[Collected data entries]
▼

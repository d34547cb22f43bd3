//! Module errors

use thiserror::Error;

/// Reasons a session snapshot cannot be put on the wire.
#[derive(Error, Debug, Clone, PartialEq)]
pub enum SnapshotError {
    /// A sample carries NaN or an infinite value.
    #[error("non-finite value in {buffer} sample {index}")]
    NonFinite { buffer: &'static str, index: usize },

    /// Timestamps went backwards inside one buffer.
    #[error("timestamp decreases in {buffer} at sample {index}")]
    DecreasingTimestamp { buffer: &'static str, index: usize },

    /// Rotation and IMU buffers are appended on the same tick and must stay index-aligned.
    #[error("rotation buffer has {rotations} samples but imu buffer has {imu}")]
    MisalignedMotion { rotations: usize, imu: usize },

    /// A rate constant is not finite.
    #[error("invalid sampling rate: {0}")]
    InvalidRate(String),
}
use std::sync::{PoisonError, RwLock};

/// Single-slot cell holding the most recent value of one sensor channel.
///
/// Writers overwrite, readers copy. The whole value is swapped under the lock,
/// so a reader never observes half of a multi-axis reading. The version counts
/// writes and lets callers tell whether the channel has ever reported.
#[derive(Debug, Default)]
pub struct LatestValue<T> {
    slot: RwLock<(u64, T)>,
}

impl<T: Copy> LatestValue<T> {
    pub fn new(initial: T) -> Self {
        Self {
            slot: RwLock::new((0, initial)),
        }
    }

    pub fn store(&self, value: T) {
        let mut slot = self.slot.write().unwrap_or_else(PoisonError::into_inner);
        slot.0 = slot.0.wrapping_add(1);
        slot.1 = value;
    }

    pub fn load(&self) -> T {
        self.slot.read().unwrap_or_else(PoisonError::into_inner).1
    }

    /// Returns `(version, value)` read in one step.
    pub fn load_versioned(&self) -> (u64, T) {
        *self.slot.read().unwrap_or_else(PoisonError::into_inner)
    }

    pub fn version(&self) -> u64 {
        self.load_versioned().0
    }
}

▲
▼

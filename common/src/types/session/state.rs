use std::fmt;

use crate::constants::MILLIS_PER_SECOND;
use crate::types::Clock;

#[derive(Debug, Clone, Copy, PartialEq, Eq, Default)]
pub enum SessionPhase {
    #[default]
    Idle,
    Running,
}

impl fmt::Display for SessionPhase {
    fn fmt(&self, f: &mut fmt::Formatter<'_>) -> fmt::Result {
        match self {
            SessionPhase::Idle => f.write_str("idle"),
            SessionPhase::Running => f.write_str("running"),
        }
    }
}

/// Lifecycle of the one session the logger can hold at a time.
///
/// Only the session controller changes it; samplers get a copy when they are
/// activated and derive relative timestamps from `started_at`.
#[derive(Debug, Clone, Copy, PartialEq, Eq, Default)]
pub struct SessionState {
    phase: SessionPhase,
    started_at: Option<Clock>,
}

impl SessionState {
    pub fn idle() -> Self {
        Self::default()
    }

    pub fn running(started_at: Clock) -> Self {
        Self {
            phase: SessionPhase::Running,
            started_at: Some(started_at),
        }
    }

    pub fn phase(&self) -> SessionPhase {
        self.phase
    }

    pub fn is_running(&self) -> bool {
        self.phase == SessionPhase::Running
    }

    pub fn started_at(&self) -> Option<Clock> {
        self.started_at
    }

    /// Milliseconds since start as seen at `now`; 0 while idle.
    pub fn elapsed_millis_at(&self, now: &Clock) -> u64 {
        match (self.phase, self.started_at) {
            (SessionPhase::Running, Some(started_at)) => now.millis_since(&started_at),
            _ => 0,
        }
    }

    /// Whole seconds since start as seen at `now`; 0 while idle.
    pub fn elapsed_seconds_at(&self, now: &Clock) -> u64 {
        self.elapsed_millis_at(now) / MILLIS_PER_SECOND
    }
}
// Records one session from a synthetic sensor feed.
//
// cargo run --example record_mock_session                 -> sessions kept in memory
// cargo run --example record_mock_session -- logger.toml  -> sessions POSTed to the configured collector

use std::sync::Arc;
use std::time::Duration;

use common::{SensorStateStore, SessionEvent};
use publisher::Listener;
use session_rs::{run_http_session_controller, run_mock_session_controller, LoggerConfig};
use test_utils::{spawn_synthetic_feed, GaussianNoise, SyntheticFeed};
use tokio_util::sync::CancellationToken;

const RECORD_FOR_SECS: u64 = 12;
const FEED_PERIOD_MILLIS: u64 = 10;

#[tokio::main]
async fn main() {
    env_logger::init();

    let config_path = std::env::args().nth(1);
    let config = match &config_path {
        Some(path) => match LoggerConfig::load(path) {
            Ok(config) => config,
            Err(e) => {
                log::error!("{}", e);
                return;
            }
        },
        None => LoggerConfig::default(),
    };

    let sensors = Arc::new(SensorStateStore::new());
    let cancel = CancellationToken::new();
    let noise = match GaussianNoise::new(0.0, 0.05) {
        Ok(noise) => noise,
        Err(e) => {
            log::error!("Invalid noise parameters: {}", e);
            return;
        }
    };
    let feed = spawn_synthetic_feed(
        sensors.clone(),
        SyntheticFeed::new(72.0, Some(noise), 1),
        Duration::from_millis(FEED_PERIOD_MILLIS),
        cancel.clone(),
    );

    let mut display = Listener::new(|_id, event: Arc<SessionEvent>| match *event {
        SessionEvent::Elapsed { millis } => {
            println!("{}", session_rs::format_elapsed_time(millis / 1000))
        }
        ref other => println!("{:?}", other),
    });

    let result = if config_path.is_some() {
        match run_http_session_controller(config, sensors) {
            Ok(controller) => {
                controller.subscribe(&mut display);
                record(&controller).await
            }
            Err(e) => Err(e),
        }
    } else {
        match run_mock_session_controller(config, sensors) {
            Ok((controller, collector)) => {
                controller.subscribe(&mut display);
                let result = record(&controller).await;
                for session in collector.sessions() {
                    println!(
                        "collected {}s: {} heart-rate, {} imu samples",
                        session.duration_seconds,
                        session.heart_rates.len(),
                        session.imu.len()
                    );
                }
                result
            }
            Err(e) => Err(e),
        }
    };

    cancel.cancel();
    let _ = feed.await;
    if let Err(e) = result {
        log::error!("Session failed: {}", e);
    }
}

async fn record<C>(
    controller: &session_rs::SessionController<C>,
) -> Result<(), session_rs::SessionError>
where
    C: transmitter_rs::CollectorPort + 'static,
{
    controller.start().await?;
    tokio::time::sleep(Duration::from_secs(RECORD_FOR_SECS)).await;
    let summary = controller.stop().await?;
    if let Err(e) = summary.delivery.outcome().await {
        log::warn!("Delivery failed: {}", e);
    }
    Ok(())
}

▲
▼

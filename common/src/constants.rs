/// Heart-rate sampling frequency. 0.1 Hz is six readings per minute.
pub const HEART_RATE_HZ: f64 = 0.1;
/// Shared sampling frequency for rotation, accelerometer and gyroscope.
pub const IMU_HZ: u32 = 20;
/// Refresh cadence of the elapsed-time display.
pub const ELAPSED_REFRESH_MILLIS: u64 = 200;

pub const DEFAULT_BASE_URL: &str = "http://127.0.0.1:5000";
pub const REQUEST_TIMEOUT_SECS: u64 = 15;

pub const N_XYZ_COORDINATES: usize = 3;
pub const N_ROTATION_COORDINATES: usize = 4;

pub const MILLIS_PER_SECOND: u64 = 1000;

▲

Prompt => Among the records, find the lines that contain "SessionState" and copy each of them.

Output for this exercise =>
pub struct SessionState {
impl SessionState {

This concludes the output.